*Brief*. Return exactly the span of lines in the following data that opens with the line containing "let storage = Self::default();" and closes with the line containing "impl DocumentStorage for MemoryStorage". Include nothing else.

(Stored data entries)
◆ ◆ ◆ ◆ ◆

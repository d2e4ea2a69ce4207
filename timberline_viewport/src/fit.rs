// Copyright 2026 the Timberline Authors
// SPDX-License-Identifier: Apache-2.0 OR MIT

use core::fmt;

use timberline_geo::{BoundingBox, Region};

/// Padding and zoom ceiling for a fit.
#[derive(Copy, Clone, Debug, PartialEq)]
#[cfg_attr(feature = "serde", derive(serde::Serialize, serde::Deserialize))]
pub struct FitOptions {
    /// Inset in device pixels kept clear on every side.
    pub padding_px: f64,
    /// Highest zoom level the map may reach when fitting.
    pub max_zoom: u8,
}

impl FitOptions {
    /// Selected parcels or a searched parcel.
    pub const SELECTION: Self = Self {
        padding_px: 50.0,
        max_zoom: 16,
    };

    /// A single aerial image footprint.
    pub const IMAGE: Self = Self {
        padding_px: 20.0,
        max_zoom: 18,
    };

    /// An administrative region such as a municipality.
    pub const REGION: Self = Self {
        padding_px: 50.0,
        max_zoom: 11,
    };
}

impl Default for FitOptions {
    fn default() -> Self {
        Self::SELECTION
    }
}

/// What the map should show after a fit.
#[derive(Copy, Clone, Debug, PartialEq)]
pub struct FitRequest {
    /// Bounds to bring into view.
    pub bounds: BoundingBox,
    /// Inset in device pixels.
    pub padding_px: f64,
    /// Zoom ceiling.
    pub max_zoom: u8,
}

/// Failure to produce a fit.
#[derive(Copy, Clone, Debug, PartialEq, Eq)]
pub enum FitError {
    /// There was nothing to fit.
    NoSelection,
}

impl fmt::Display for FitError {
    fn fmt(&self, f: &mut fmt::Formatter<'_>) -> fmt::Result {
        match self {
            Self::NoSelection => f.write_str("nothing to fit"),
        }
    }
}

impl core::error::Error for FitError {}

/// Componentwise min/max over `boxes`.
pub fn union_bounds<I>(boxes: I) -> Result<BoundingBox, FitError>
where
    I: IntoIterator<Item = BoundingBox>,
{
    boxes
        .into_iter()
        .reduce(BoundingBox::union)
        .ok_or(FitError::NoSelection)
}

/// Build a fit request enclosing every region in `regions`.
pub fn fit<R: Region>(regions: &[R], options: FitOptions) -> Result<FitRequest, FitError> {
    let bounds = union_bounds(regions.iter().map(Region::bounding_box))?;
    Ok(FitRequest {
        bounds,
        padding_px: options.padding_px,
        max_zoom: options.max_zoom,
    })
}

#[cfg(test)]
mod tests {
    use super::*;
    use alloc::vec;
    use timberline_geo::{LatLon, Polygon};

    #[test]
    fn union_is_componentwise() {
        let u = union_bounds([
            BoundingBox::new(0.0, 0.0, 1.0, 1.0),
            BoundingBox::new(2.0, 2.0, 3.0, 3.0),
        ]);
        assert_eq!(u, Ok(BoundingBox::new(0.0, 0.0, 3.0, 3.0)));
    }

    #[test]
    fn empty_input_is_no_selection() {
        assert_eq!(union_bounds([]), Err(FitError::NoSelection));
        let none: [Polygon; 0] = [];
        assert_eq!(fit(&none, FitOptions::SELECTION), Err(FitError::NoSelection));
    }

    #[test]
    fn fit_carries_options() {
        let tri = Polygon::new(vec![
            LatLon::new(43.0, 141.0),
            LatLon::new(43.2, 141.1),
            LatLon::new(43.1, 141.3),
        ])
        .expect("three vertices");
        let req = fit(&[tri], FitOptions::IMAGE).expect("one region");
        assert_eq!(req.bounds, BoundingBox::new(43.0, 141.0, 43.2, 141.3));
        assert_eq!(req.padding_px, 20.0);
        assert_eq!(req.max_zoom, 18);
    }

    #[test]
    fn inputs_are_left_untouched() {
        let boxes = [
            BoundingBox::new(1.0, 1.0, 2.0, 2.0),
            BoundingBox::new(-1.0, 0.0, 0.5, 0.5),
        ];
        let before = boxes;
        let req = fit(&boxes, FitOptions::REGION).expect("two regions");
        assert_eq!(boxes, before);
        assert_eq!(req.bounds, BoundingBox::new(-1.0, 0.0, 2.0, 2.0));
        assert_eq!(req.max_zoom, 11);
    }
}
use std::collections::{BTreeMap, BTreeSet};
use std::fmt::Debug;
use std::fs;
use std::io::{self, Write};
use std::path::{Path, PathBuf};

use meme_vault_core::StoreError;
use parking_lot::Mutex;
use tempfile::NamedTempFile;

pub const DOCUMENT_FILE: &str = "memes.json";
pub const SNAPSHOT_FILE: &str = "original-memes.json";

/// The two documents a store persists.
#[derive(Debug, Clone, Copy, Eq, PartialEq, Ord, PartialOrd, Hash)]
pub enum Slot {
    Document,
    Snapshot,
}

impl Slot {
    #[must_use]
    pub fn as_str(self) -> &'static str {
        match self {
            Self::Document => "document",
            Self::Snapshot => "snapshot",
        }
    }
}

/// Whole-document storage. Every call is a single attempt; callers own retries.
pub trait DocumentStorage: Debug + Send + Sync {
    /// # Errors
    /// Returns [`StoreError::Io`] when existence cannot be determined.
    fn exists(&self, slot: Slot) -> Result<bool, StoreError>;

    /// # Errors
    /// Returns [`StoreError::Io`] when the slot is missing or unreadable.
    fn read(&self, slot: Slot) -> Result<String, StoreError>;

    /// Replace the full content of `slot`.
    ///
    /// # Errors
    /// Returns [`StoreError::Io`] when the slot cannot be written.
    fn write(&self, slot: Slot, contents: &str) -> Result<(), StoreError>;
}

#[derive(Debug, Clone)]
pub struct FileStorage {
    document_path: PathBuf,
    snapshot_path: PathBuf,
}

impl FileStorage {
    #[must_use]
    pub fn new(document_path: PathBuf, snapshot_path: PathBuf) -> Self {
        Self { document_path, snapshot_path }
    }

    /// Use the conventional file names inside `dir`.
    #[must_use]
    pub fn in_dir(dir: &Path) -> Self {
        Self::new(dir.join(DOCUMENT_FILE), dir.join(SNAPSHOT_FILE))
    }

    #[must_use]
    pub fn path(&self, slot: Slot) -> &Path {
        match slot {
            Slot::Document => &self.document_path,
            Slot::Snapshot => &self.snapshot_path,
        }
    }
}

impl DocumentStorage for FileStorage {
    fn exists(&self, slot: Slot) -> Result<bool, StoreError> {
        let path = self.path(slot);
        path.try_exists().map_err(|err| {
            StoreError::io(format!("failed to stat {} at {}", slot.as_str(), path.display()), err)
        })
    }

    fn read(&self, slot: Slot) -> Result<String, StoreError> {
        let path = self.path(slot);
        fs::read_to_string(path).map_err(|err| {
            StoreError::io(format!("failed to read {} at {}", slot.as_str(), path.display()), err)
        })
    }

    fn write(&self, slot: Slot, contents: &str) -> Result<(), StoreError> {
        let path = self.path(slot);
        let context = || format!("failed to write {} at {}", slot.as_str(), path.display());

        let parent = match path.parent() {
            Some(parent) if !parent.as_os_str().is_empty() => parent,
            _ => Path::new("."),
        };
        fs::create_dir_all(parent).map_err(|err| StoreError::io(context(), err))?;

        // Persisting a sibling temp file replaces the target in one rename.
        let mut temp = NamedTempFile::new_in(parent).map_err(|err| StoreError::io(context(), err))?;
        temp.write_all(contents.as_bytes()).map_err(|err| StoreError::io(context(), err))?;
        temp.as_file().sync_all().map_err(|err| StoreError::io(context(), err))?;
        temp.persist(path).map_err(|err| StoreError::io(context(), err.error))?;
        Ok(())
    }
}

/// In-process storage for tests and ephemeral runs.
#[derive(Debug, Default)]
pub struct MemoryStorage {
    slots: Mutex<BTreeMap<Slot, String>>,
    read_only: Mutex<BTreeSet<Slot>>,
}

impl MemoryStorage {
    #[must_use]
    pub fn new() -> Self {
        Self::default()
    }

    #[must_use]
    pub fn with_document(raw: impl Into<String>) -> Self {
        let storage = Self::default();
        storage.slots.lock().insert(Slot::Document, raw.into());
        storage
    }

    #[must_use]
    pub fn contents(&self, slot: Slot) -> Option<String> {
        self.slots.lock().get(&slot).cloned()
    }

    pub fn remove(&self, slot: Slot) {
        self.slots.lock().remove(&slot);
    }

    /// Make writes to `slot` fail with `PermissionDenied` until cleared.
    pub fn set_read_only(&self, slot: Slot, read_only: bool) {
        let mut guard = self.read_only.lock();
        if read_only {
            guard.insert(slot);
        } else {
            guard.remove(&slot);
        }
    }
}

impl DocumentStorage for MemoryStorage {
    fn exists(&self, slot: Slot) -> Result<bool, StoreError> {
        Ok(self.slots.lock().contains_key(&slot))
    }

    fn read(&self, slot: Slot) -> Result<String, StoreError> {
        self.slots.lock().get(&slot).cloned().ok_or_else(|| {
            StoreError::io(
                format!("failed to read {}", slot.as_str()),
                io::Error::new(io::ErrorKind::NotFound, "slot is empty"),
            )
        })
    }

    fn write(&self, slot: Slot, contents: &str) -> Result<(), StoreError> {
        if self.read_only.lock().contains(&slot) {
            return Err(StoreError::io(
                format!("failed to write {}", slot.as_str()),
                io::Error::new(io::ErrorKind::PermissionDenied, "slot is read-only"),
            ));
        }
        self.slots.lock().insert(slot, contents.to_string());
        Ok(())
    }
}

◆ ◆ ◆ ◆ ◆

*Solved exercise*.
        let storage = Self::default();
        storage.slots.lock().insert(Slot::Document, raw.into());
        storage
    }

    #[must_use]
    pub fn contents(&self, slot: Slot) -> Option<String> {
        self.slots.lock().get(&slot).cloned()
    }

    pub fn remove(&self, slot: Slot) {
        self.slots.lock().remove(&slot);
    }

    /// Make writes to `slot` fail with `PermissionDenied` until cleared.
    pub fn set_read_only(&self, slot: Slot, read_only: bool) {
        let mut guard = self.read_only.lock();
        if read_only {
            guard.insert(slot);
        } else {
            guard.remove(&slot);
        }
    }
}

impl DocumentStorage for MemoryStorage {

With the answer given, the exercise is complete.